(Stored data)
════════════════════
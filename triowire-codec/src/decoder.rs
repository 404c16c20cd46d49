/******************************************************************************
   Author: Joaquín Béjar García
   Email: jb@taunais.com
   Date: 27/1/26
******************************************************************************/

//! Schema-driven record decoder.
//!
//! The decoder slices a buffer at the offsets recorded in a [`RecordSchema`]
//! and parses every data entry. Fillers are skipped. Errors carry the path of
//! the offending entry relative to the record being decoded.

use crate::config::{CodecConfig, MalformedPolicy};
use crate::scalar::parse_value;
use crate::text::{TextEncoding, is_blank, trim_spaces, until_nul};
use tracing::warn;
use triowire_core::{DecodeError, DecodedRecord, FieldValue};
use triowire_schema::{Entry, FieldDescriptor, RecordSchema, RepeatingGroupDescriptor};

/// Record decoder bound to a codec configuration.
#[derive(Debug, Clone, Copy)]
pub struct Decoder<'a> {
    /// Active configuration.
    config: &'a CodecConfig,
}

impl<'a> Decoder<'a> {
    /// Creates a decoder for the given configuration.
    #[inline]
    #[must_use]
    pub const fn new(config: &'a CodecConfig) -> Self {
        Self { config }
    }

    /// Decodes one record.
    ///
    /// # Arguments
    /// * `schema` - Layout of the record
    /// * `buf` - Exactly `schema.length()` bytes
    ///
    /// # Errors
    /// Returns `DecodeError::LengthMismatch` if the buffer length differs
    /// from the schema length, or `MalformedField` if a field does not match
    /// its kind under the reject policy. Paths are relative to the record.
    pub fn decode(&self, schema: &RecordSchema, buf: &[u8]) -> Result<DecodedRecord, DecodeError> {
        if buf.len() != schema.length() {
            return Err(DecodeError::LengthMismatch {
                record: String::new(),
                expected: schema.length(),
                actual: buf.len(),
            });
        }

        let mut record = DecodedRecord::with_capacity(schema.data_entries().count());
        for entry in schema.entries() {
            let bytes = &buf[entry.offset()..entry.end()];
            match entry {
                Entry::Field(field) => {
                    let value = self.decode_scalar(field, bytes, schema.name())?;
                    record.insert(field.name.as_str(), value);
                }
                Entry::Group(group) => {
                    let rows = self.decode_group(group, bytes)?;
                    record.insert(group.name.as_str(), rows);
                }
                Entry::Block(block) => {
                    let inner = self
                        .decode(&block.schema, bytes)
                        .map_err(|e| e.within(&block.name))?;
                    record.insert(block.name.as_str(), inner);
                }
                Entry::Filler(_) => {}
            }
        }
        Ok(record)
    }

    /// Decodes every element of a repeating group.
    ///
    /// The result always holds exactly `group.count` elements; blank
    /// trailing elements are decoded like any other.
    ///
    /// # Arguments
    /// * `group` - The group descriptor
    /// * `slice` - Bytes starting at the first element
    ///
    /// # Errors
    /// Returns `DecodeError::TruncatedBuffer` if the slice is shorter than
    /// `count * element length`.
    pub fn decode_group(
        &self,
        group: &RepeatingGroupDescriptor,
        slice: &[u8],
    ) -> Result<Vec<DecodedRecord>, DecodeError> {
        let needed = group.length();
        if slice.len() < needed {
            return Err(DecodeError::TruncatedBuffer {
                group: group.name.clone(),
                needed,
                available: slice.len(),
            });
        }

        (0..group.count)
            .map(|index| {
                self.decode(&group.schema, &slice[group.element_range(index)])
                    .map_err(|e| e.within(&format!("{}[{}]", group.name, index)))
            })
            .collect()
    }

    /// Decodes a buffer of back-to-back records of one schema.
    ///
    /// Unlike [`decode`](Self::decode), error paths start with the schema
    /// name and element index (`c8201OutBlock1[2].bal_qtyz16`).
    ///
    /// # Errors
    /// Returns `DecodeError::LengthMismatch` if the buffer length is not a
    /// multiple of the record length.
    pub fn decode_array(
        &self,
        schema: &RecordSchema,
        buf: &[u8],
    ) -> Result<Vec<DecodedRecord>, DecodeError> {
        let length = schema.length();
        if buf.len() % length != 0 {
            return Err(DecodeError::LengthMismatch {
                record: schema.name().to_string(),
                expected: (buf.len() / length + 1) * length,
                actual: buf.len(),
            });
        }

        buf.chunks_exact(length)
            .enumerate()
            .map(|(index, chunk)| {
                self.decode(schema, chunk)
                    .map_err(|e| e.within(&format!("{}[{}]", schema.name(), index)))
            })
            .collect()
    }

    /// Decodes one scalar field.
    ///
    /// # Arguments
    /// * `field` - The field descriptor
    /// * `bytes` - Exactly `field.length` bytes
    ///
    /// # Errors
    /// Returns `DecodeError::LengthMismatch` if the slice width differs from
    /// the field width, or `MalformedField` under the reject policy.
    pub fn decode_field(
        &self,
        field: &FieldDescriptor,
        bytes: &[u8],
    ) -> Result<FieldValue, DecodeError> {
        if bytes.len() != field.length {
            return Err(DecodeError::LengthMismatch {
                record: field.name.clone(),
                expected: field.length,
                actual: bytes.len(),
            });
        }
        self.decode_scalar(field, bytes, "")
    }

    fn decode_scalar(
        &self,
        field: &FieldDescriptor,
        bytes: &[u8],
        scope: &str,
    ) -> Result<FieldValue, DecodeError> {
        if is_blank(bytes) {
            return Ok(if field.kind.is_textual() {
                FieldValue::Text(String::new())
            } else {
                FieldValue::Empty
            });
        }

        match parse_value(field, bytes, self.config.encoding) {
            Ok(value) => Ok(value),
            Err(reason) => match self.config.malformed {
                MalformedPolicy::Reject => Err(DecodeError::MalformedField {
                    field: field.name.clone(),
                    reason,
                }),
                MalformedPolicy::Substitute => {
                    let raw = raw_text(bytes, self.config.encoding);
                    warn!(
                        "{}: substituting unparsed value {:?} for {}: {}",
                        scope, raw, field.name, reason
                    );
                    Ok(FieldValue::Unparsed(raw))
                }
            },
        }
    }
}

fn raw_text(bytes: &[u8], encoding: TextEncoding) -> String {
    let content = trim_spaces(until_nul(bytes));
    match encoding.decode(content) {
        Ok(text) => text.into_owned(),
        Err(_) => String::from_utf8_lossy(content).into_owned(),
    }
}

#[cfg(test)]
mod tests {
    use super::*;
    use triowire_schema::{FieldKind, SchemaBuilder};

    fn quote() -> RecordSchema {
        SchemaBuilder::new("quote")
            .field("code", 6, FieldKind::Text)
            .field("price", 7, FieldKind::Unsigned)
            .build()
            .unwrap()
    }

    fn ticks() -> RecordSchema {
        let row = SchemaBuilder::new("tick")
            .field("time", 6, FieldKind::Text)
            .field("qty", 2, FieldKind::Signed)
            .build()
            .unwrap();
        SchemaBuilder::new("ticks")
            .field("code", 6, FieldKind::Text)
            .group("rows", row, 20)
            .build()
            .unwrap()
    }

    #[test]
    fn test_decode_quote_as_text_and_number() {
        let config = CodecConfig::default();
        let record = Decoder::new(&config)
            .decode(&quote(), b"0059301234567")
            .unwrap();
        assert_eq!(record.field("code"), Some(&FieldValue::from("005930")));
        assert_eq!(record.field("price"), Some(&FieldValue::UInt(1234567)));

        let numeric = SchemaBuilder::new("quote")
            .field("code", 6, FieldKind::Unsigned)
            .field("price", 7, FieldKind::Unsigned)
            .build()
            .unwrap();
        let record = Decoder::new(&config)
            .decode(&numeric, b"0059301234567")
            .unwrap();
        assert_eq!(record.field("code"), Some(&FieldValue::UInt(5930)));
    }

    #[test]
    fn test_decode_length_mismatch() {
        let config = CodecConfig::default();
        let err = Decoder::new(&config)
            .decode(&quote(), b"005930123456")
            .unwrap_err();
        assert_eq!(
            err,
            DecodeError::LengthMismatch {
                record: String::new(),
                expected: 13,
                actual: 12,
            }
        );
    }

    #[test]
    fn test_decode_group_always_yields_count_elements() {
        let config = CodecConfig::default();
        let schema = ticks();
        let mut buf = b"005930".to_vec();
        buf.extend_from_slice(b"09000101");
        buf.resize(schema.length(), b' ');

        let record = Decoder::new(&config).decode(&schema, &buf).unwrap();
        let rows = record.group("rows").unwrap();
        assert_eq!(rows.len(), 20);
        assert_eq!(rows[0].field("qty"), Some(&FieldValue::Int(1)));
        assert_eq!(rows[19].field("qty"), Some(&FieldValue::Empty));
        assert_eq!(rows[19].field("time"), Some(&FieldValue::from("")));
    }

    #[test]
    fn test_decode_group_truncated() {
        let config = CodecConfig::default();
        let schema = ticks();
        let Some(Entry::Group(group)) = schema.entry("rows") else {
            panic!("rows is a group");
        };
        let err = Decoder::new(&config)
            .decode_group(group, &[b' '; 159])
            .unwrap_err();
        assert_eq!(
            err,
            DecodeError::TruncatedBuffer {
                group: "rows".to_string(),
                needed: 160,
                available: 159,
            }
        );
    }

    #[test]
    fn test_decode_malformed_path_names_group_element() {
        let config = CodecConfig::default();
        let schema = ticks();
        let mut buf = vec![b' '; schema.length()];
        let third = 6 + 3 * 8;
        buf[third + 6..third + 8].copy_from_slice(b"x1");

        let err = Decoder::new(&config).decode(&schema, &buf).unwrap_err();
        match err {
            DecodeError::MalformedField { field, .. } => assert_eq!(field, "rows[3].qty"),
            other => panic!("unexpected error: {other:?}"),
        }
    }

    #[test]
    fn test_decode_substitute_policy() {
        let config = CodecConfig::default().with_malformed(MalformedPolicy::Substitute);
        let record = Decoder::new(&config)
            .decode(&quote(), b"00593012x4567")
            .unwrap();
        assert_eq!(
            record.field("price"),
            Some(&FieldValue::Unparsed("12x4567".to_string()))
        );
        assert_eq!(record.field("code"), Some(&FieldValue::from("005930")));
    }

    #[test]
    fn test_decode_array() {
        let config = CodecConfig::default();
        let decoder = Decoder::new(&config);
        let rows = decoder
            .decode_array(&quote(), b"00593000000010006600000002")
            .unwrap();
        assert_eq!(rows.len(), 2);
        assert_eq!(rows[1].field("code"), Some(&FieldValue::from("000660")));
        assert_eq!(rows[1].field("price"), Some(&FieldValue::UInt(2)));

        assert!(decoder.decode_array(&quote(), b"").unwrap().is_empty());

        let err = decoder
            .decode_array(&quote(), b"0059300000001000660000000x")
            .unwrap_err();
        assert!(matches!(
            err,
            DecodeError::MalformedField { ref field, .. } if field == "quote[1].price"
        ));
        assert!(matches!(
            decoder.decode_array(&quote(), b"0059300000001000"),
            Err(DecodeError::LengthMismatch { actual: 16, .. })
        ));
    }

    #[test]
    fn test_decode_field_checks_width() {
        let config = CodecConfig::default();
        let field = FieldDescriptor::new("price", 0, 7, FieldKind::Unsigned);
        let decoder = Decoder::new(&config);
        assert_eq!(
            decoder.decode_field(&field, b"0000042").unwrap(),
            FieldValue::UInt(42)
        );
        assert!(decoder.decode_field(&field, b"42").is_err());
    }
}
════════════════════
> [Goal of the exercise] Whenever "within" occurs in a line of the entries, copy that line.

> [Solution]
                        .map_err(|e| e.within(&block.name))?;
                    .map_err(|e| e.within(&format!("{}[{}]", group.name, index)))
                    .map_err(|e| e.within(&format!("{}[{}]", schema.name(), index)))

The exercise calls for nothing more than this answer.